## Source records
++++
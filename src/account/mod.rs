//! Tourist accounts: signing up and the profile page.

pub mod profile;
pub mod signup;

use crate::error::form::FormError;

fn required(value: &str, field: &'static str) -> Result<String, FormError> {
    let value = value.trim();
    if value.is_empty() {
        return Err(FormError::MissingField(field));
    }

    Ok(value.to_string())
}

fn email(value: &str) -> Result<String, FormError> {
    let value = required(value, "Email")?;
    if !value.contains('@') {
        return Err(FormError::InvalidField {
            field: "Email",
            expected: "a valid email address",
        });
    }

    Ok(value)
}

/// Birthdays are exchanged as `YYYY-MM-DD` strings
fn birth_day(value: &str) -> Result<String, FormError> {
    let value = required(value, "Birthday")?;
    chrono::NaiveDate::parse_from_str(&value, "%Y-%m-%d").map_err(|_| {
        FormError::InvalidField {
            field: "Birthday",
            expected: "a date in YYYY-MM-DD format",
        }
    })?;

    Ok(value)
}
use dioxus::document::Title;
use dioxus::prelude::*;
use dioxus_logger::tracing;

use crate::{
    account::signup::{Signup as SignupState, SignupField},
    client::{
        components::Page,
        router::Route,
        store::{notice::use_notices, session::api_client},
    },
    config::Config,
    model::notice::IntoNotice,
    session::Identity,
};

#[component]
pub fn Signup() -> Element {
    let config = use_context::<Config>();
    let mut notices = use_notices();
    let navigator = use_navigator();
    let mut signup = use_signal(SignupState::default);

    let submit = move |evt: FormEvent| {
        evt.prevent_default();

        let registration = match signup.write().begin_submit() {
            Ok(registration) => registration,
            Err(e) => {
                notices.write().push(e.into_notice());
                return;
            }
        };
        let api = api_client(&config, &Identity::Anonymous);

        spawn(async move {
            let result = api.register_tourist(&registration).await;
            if let Err(e) = &result {
                tracing::warn!("Sign up failed: {}", e);
            }

            let (registered, notice) = signup.write().finish_submit(result);
            notices.write().push(notice);
            if registered {
                navigator.replace(Route::Login {});
            }
        });
    };

    let current = signup.read().clone();

    rsx!(
        Title { "Sign Up | The Pearl" }
        Page { class: "flex items-center justify-center",
            div { class: "card shadow-sm w-full max-w-lg",
                div { class: "card-body",
                    h2 { class: "card-title text-violet-600", "Create Your Account" }
                    form { class: "grid md:grid-cols-2 gap-4",
                        onsubmit: submit,
                        for field in SignupField::ALL {
                            label { key: "{field.label()}", class: "form-control",
                                span { class: "label-text", "{field.label()}" }
                                input {
                                    class: "input input-bordered",
                                    r#type: field.input_type(),
                                    required: true,
                                    value: "{current.form.field(field)}",
                                    oninput: move |evt| signup.write().form.set_field(field, evt.value()),
                                }
                            }
                        }
                        button {
                            class: "btn btn-primary md:col-span-2",
                            r#type: "submit",
                            disabled: current.is_submitting(),
                            if current.is_submitting() { "Signing Up..." } else { "Sign Up" }
                        }
                    }
                    p { class: "text-sm text-center",
                        "Already have an account? "
                        Link { to: Route::Login {}, class: "link link-primary", "Login" }
                    }
                }
            }
        }
    )
}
++++
## Requirement
Nothing in the records above may be left out; repeat them exactly.

## Exercise solution
filename src/account/mod.rs
//! Tourist accounts: signing up and the profile page.

pub mod profile;
pub mod signup;

use crate::error::form::FormError;

fn required(value: &str, field: &'static str) -> Result<String, FormError> {
    let value = value.trim();
    if value.is_empty() {
        return Err(FormError::MissingField(field));
    }

    Ok(value.to_string())
}

fn email(value: &str) -> Result<String, FormError> {
    let value = required(value, "Email")?;
    if !value.contains('@') {
        return Err(FormError::InvalidField {
            field: "Email",
            expected: "a valid email address",
        });
    }

    Ok(value)
}

/// Birthdays are exchanged as `YYYY-MM-DD` strings
fn birth_day(value: &str) -> Result<String, FormError> {
    let value = required(value, "Birthday")?;
    chrono::NaiveDate::parse_from_str(&value, "%Y-%m-%d").map_err(|_| {
        FormError::InvalidField {
            field: "Birthday",
            expected: "a date in YYYY-MM-DD format",
        }
    })?;

    Ok(value)
}
use dioxus::document::Title;
use dioxus::prelude::*;
use dioxus_logger::tracing;

use crate::{
    account::signup::{Signup as SignupState, SignupField},
    client::{
        components::Page,
        router::Route,
        store::{notice::use_notices, session::api_client},
    },
    config::Config,
    model::notice::IntoNotice,
    session::Identity,
};

#[component]
pub fn Signup() -> Element {
    let config = use_context::<Config>();
    let mut notices = use_notices();
    let navigator = use_navigator();
    let mut signup = use_signal(SignupState::default);

    let submit = move |evt: FormEvent| {
        evt.prevent_default();

        let registration = match signup.write().begin_submit() {
            Ok(registration) => registration,
            Err(e) => {
                notices.write().push(e.into_notice());
                return;
            }
        };
        let api = api_client(&config, &Identity::Anonymous);

        spawn(async move {
            let result = api.register_tourist(&registration).await;
            if let Err(e) = &result {
                tracing::warn!("Sign up failed: {}", e);
            }

            let (registered, notice) = signup.write().finish_submit(result);
            notices.write().push(notice);
            if registered {
                navigator.replace(Route::Login {});
            }
        });
    };

    let current = signup.read().clone();

    rsx!(
        Title { "Sign Up | The Pearl" }
        Page { class: "flex items-center justify-center",
            div { class: "card shadow-sm w-full max-w-lg",
                div { class: "card-body",
                    h2 { class: "card-title text-violet-600", "Create Your Account" }
                    form { class: "grid md:grid-cols-2 gap-4",
                        onsubmit: submit,
                        for field in SignupField::ALL {
                            label { key: "{field.label()}", class: "form-control",
                                span { class: "label-text", "{field.label()}" }
                                input {
                                    class: "input input-bordered",
                                    r#type: field.input_type(),
                                    required: true,
                                    value: "{current.form.field(field)}",
                                    oninput: move |evt| signup.write().form.set_field(field, evt.value()),
                                }
                            }
                        }
                        button {
                            class: "btn btn-primary md:col-span-2",
                            r#type: "submit",
                            disabled: current.is_submitting(),
                            if current.is_submitting() { "Signing Up..." } else { "Sign Up" }
                        }
                    }
                    p { class: "text-sm text-center",
                        "Already have an account? "
                        Link { to: Route::Login {}, class: "link link-primary", "Login" }
                    }
                }
            }
        }
    )
}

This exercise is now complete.